Intern as Patient: A Patient Experience Simulation to Cultivate Empathy in Emergency Medicine Residents

  • Sara W. Nelson,
  • Carl A. Germann,
  • Casey Z. MacVane,
  • Rebecca B. Bloch,
  • Timothy S. Fallon,
  • Tania D. Strout

DOI
https://doi.org/10.5811/westjem.2017.11.35198
Journal volume & issue
Vol. 19, no. 1

Abstract

Read online

Introduction Prior work links empathy and positive physician-patient relationships to improved healthcare outcomes. The objective of this study was to analyze a patient experience simulation for emergency medicine (EM) interns as a way to teach empathy and conscientious patient care. Methods We conducted a qualitative descriptive study on an in situ, patient experience simulation held during EM residency orientation. Half the interns were patients brought into the emergency department (ED) by ambulance and half were family members. Interns then took part in focus groups that discussed the experience.
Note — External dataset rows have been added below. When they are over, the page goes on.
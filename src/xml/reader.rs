// XML reader
//
//  Copyright (C) 2014-2021 Ryan Specialty Group, LLC.
//
//  This file is part of doxymd.
//
//  This program is free software: you can redistribute it and/or modify
//  it under the terms of the GNU General Public License as published by
//  the Free Software Foundation, either version 3 of the License, or
//  (at your option) any later version.
//
//  This program is distributed in the hope that it will be useful,
//  but WITHOUT ANY WARRANTY; without even the implied warranty of
//  MERCHANTABILITY or FITNESS FOR A PARTICULAR PURPOSE.  See the
//  GNU General Public License for more details.
//
//  You should have received a copy of the GNU General Public License
//  along with this program.  If not, see <http://www.gnu.org/licenses/>.

//! Parse XML into an [`Element`] tree.
//!
//! This uses [`quick_xml`] as the parser.
//! Events are folded into a stack of open elements;
//!   closing an element appends it to its parent,
//!   and closing the outermost element yields the root.
//!
//! Comments,
//!   processing instructions,
//!   the XML declaration,
//!   and doctypes carry nothing of interest and are discarded.
//! CDATA sections are character data like any other.

use super::{Attr, Element};
use crate::diagnose::{Annotation, Diagnostic};
use quick_xml::{
    events::{BytesStart, Event as QuickXmlEvent},
    Error as QuickXmlError, Reader,
};
use std::{fmt::Display, io::BufRead, str::Utf8Error};

pub type Result<T> = std::result::Result<T, XmlError>;

/// Parse an XML document held in memory.
pub fn parse_str(src: &str) -> Result<Element> {
    parse_reader(src.as_bytes())
}

/// Parse an XML document from a buffered source,
///   producing its root element.
///
/// The entire document is read;
///   content following the root element other than whitespace,
///     comments,
///     and processing instructions
///   is an error.
pub fn parse_reader<B: BufRead>(src: B) -> Result<Element> {
    let mut reader = Reader::from_reader(src);
    let mut buf = Vec::new();

    // Elements opened but not yet closed,
    //   innermost last.
    let mut stack: Vec<Element> = Vec::new();
    let mut root: Option<Element> = None;

    loop {
        buf.clear();

        match reader.read_event_into(&mut buf)? {
            QuickXmlEvent::Start(start) => stack.push(open(&start)?),

            QuickXmlEvent::Empty(start) => {
                let ele = open(&start)?;
                close(ele, &mut stack, &mut root)?;
            }

            QuickXmlEvent::End(_) => {
                // quick-xml has already verified that the end tag matches
                //   the open tag.
                let ele = stack.pop().ok_or(XmlError::UnbalancedClose)?;
                close(ele, &mut stack, &mut root)?;
            }

            QuickXmlEvent::Text(text) => {
                let text = text.unescape()?;
                push_text(&text, &mut stack)?;
            }

            QuickXmlEvent::CData(cdata) => {
                let text = std::str::from_utf8(&cdata)?;
                push_text(text, &mut stack)?;
            }

            QuickXmlEvent::Eof => break,

            // Comments, declarations, and processing instructions.
            _ => (),
        }
    }

    match (stack.pop(), root) {
        (Some(open), _) => Err(XmlError::UnclosedElement(open.name)),
        (None, Some(root)) => Ok(root),
        (None, None) => Err(XmlError::NoRoot),
    }
}

/// Produce an [`Element`] from an opening tag,
///   including its attributes.
fn open(start: &BytesStart) -> Result<Element> {
    let mut ele = Element::new(std::str::from_utf8(start.name().as_ref())?);

    for attr in start.attributes() {
        let attr = attr.map_err(QuickXmlError::from)?;
        let name = std::str::from_utf8(attr.key.as_ref())?;
        let value = attr.unescape_value()?;

        ele.push_attr(Attr::new(name, value));
    }

    Ok(ele)
}

/// Append a completed element to its parent,
///   or make it the root if there is no parent.
fn close(
    ele: Element,
    stack: &mut Vec<Element>,
    root: &mut Option<Element>,
) -> Result<()> {
    match stack.last_mut() {
        Some(parent) => {
            parent.push_child(ele);
            Ok(())
        }
        None if root.is_some() => Err(XmlError::MultipleRoots(ele.name)),
        None => {
            root.replace(ele);
            Ok(())
        }
    }
}

/// Append character data to the innermost open element.
///
/// Whitespace outside of the root element is permitted and discarded.
fn push_text(text: &str, stack: &mut [Element]) -> Result<()> {
    match stack.last_mut() {
        Some(parent) => {
            parent.push_text(text);
            Ok(())
        }
        None if text.chars().all(char::is_whitespace) => Ok(()),
        None => Err(XmlError::TextOutsideRoot(text.trim().into())),
    }
}

/// Error while reading XML.
///
/// These errors indicate that the input is not well-formed XML at all,
///   as opposed to a
///   [`SchemaViolation`](crate::build::SchemaViolation),
///     which indicates well-formed XML that does not match the Doxygen
///     schema.
#[derive(Debug)]
pub enum XmlError {
    /// Error from the underlying tokenizer.
    Xml(QuickXmlError),
    /// Element or attribute name is not valid UTF-8.
    Utf8(Utf8Error),
    /// The document contains no root element.
    NoRoot,
    /// A second root element was found after the first was closed.
    MultipleRoots(String),
    /// Input ended before an element was closed.
    UnclosedElement(String),
    /// A closing tag was found with no open element.
    UnbalancedClose,
    /// Non-whitespace character data outside of the root element.
    TextOutsideRoot(String),
}

impl From<QuickXmlError> for XmlError {
    fn from(e: QuickXmlError) -> Self {
        Self::Xml(e)
    }
}

impl From<Utf8Error> for XmlError {
    fn from(e: Utf8Error) -> Self {
        Self::Utf8(e)
    }
}

impl Display for XmlError {
    fn fmt(&self, f: &mut std::fmt::Formatter) -> std::fmt::Result {
        match self {
            Self::Xml(e) => Display::fmt(e, f),
            Self::Utf8(e) => Display::fmt(e, f),
            Self::NoRoot => write!(f, "document has no root element"),
            Self::MultipleRoots(name) => {
                write!(f, "unexpected second root element `{name}`")
            }
            Self::UnclosedElement(name) => {
                write!(f, "unexpected end of input inside `{name}`")
            }
            Self::UnbalancedClose => write!(f, "unbalanced closing tag"),
            Self::TextOutsideRoot(text) => {
                write!(f, "unexpected text `{text}` outside of root element")
            }
        }
    }
}

impl std::error::Error for XmlError {
    fn source(&self) -> Option<&(dyn std::error::Error + 'static)> {
        match self {
            Self::Xml(e) => Some(e),
            Self::Utf8(e) => Some(e),
            _ => None,
        }
    }
}

impl Diagnostic for XmlError {
    fn describe(&self) -> Vec<Annotation> {
        Annotation::help(
            "this file is not well-formed XML; \
               try regenerating the Doxygen output",
        )
        .into()
    }
}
Data collected during these focus groups were coded by two investigators using a grounded theory approach and constant comparative methodology. Results We identified 10 major themes and 28 subthemes in the resulting qualitative data. Themes were in three broad categories: the experience as a patient or family member in the ED; application to current clinical practice; and evaluation of the exercise itself. Interns experienced firsthand the physical discomfort, emotional stress and confusion patients and families endure during the ED care process. They reflected on lessons learned, including the importance of good communication skills, frequent updates on care and timing, and being responsive to the needs and concerns of patients and families. All interns felt this was a valuable orientation experience. Conclusion Conducting a patient experience simulation may be a practical and effective way to develop empathy in EM resident physicians. Additional research evaluating the effect of participation in the simulation over a longer time period and assessing the effects on residents’ actual clinical care is warranted.